ANKARA (AFP) - Les députés turcs ont voté vendredi en faveur de l'abolition de la peine de mort, avec l'espoir de voir la Turquie se rapprocher des normes de l'Union Européenne à laquelle elle souhaite adhérer.
L'abolition de la peine de mort -- qui sauverait définitivement la tête du chef rebelle kurde Abdullah Ocalan, condamné à mort et considéré comme l'ennemi public numéro 1 en Turquie -- était la mesure la plus controversée de la série de réformes démocratiques qui ont fait l'objet de débats houleux à l'assemblée.

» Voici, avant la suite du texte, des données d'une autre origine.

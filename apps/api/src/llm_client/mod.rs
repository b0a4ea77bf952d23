//! LLM Client: the single point of entry for all language-model provider calls.
//!
//! No other module may call the provider directly. Embeddings go through the
//! [`Embedder`] trait and text extraction through the [`Extractor`] trait, both
//! implemented by [`LlmClient`] against an OpenAI-compatible HTTP API.

use std::time::Duration;

use anyhow::{Context, Result};
use reqwest::{Client, StatusCode};
use serde::{de::DeserializeOwned, Deserialize, Serialize};
use thiserror::Error;
use tracing::warn;

use crate::config::Config;

pub mod completion;
pub mod embedding;
pub mod prompts;

pub use completion::Extractor;
pub use embedding::Embedder;

#[derive(Debug, Error)]
pub enum LlmError {
    #[error("HTTP error: {0}")]
    Http(#[from] reqwest::Error),

    #[error("API error (status {status}): {message}")]
    Api { status: u16, message: String },

    #[error("JSON parse error: {0}")]
    Parse(#[from] serde_json::Error),

    #[error("Provider unavailable after {attempts} attempts: {last}")]
    RetriesExhausted {
        attempts: u32,
        #[source]
        last: Box<LlmError>,
    },

    #[error("LLM returned empty content")]
    EmptyContent,
}

#[derive(Debug, Deserialize)]
struct OpenAiError {
    error: OpenAiErrorBody,
}

#[derive(Debug, Deserialize)]
struct OpenAiErrorBody {
    message: String,
}

/// How many times a provider call is attempted and how long to wait between attempts.
#[derive(Debug, Clone, Copy)]
pub struct RetryPolicy {
    pub max_attempts: u32,
    pub base_delay: Duration,
}

impl RetryPolicy {
    /// Delay before retry number `attempt` (1-based): base, 2×base, 4×base, ...
    pub fn delay_for(&self, attempt: u32) -> Duration {
        let exponent = attempt.saturating_sub(1).min(16);
        self.base_delay * (1u32 << exponent)
    }
}

impl Default for RetryPolicy {
    fn default() -> Self {
        Self {
            max_attempts: 3,
            base_delay: Duration::from_millis(500),
        }
    }
}

/// The single provider client shared by all handlers.
/// Wraps the embeddings and chat-completions endpoints with a fixed timeout and retry logic.
#[derive(Clone)]
pub struct LlmClient {
    client: Client,
    api_key: String,
    base_url: String,
    embedding_model: String,
    completion_model: String,
    retry: RetryPolicy,
}

impl LlmClient {
    pub fn new(config: &Config) -> Result<Self> {
        let client = Client::builder()
            .timeout(config.provider_timeout)
            .build()
            .context("Failed to build HTTP client")?;

        Ok(Self {
            client,
            api_key: config.openai_api_key.clone(),
            base_url: config.openai_base_url.clone(),
            embedding_model: config.embedding_model.clone(),
            completion_model: config.completion_model.clone(),
            retry: RetryPolicy {
                max_attempts: config.provider_max_attempts,
                ..RetryPolicy::default()
            },
        })
    }

    #[cfg(test)]
    pub fn with_retry_policy(mut self, retry: RetryPolicy) -> Self {
        self.retry = retry;
        self
    }

    pub fn embedding_model(&self) -> &str {
        &self.embedding_model
    }

    pub fn completion_model(&self) -> &str {
        &self.completion_model
    }

    /// POSTs `body` to `{base_url}/{path}` and deserializes the JSON reply.
    /// Retries on transport errors, 429 and 5xx with exponential backoff; when
    /// every attempt fails that way the last failure is wrapped in `RetriesExhausted`.
    /// Other non-success statuses fail immediately.
    async fn post_json<B, R>(&self, path: &str, body: &B) -> Result<R, LlmError>
    where
        B: Serialize + Sync,
        R: DeserializeOwned,
    {
        let url = format!("{}/{}", self.base_url, path);
        let max_attempts = self.retry.max_attempts.max(1);
        let mut attempt = 0;

        loop {
            attempt += 1;

            let failure = match self.send_once(&url, body).await {
                Ok(bytes) => return serde_json::from_slice(&bytes).map_err(LlmError::Parse),
                Err(Attempt::Fatal(e)) => return Err(e),
                Err(Attempt::Retryable(e)) => e,
            };

            if attempt >= max_attempts {
                return Err(LlmError::RetriesExhausted {
                    attempts: attempt,
                    last: Box::new(failure),
                });
            }

            let delay = self.retry.delay_for(attempt);
            warn!(
                "Provider call to /{} attempt {} failed ({}), retrying after {}ms...",
                path,
                attempt,
                failure,
                delay.as_millis()
            );
            tokio::time::sleep(delay).await;
        }
    }

    /// One request/response round trip, classified for the retry loop.
    async fn send_once<B>(&self, url: &str, body: &B) -> Result<bytes::Bytes, Attempt>
    where
        B: Serialize + Sync,
    {
        let response = self
            .client
            .post(url)
            .bearer_auth(&self.api_key)
            .json(body)
            .send()
            .await
            .map_err(|e| Attempt::Retryable(LlmError::Http(e)))?;

        let status = response.status();

        if status == StatusCode::TOO_MANY_REQUESTS || status.is_server_error() {
            let body = response.text().await.unwrap_or_default();
            return Err(Attempt::Retryable(LlmError::Api {
                status: status.as_u16(),
                message: body,
            }));
        }

        if !status.is_success() {
            let body = response.text().await.unwrap_or_default();
            let message = serde_json::from_str::<OpenAiError>(&body)
                .map(|e| e.error.message)
                .unwrap_or(body);
            return Err(Attempt::Fatal(LlmError::Api {
                status: status.as_u16(),
                message,
            }));
        }

        response
            .bytes()
            .await
            .map_err(|e| Attempt::Fatal(LlmError::Http(e)))
    }
}

/// Outcome of a failed attempt: worth retrying or not.
enum Attempt {
    Retryable(LlmError),
    Fatal(LlmError),
}

#[cfg(test)]
pub(crate) mod tests {
    use axum::Router;

    use super::*;

    /// Serves `router` on an ephemeral local port and returns its base URL.
    pub(crate) async fn spawn_fake_provider(router: Router) -> String {
        let listener = tokio::net::TcpListener::bind("127.0.0.1:0").await.unwrap();
        let addr = listener.local_addr().unwrap();
        tokio::spawn(async move {
            axum::serve(listener, router).await.unwrap();
        });
        format!("http://{addr}")
    }

    pub(crate) fn client_for(base_url: &str, max_attempts: u32) -> LlmClient {
        let config = Config::from_lookup(|key| match key {
            "DATABASE_URL" => Some("postgres://unused".to_string()),
            "OPENAI_API_KEY" => Some("sk-test".to_string()),
            "OPENAI_BASE_URL" => Some(base_url.to_string()),
            "PROVIDER_TIMEOUT_SECS" => Some("5".to_string()),
            _ => None,
        })
        .unwrap();

        LlmClient::new(&config)
            .unwrap()
            .with_retry_policy(RetryPolicy {
                max_attempts,
                base_delay: Duration::from_millis(1),
            })
    }

    #[test]
    fn test_retry_delay_doubles() {
        let policy = RetryPolicy {
            max_attempts: 4,
            base_delay: Duration::from_millis(500),
        };
        assert_eq!(policy.delay_for(1), Duration::from_millis(500));
        assert_eq!(policy.delay_for(2), Duration::from_millis(1000));
        assert_eq!(policy.delay_for(3), Duration::from_millis(2000));
    }

    #[test]
    fn test_client_uses_configured_models() {
        let client = client_for("http://localhost:1", 1);
        assert_eq!(client.embedding_model(), "text-embedding-ada-002");
        assert_eq!(client.completion_model(), "gpt-4o-mini");
    }

    #[tokio::test]
    async fn test_unreachable_provider_exhausts_attempts() {
        // Port 1 is never listening locally; every attempt is a transport error.
        let client = client_for("http://127.0.0.1:1", 2);
        let err = client.embed("anything").await.unwrap_err();
        match err {
            LlmError::RetriesExhausted { attempts, last } => {
                assert_eq!(attempts, 2);
                assert!(matches!(*last, LlmError::Http(_)), "{last:?}");
            }
            other => panic!("unexpected error: {other:?}"),
        }
    }
}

Ces réformes législatives sont jugées déterminantes pour relancer la candidature de la Turquie à l'intégration dans l'Union Européenne et lui permettre d'obtenir d'ici la fin de l'année un calendrier pour ses négociations d'adhésion.
Un vote préliminaire sur l'abolition de la peine de mort, sauf en temps de guerre, a reçu un soutien plus large qu'attendu, avec 256 votes favorables, 162 voix contre et une abstention parmi les 419 députés assistant aux débats du parlement qui compte 550 sièges.
Ce résultat a réconforté le Premier ministre Bulent Ecevit, dont la coalition tripartite a été marquée de profondes divisons sur les réformes démocratiques destinées à permettre l'intégration de la Turquie au sein de l'UE, en particulier sur l'abolition de la peine de mort.
"Je suis très optimiste sur la question de l'UE. L'accès de l'entrée à l'UE est très important pour la Turquie", a déclaré M. Ecevit après le vote.
La plupart des députés ayant voté contre l'abolition de la peine de mort appartiennent à l'Action nationaliste (MHP), principal parti de la coalition gouvernementale et première formation au parlement, qui affirme que le rebelle kurde Ocalan doit être exécuté.
Les dissensions sur ces réformes pro-européennes au sein de la coalition avaient entraîné une crise gouvernementale le mois dernier, accroissant les tensions liées aux difficultés pour M. Ecevit d'assumer ses fonctions en raison de sa mauvaise santé.
Les députés s'étaient prononcés mercredi en faveur d'élections anticipées le 3 novembre, après que des démissions massives au sein du gouvernement eurent remis en cause la majorité parlementaire et mis en péril les réformes économiques soutenues par un prêt de 16 milliards de dollars du Fonds monétaire international (FMI).
Outre l'abolition de la peine de mort, la série de réformes démocratiques examinées par les députés comprend la légalisation de l'enseignement et de la diffusion audiovisuelle en langue kurde, ainsi qu'une extension de la liberté d'expression et d'association.
Les débats entamés jeudi devraient s'achever dans la nuit de vendredi à samedi jusqu'à ce que l'ensemble de ces réformes soient adoptées ou rejetées en bloc.
Avec le refus du MHP d'accepter l'abolition de la peine de mort ainsi que l'octroi de droits culturels spécifiques à la population kurde, le soutien des députés d'opposition s'avère décisif.
Tous les partis d'opposition se déclarent favorables à l'adhésion de la Turquie à l'UE, mais selon beaucoup d'observateurs, les députés pourraient craindre de s'aliéner le vote des électeurs nationalistes avant les élections anticipées de novembre.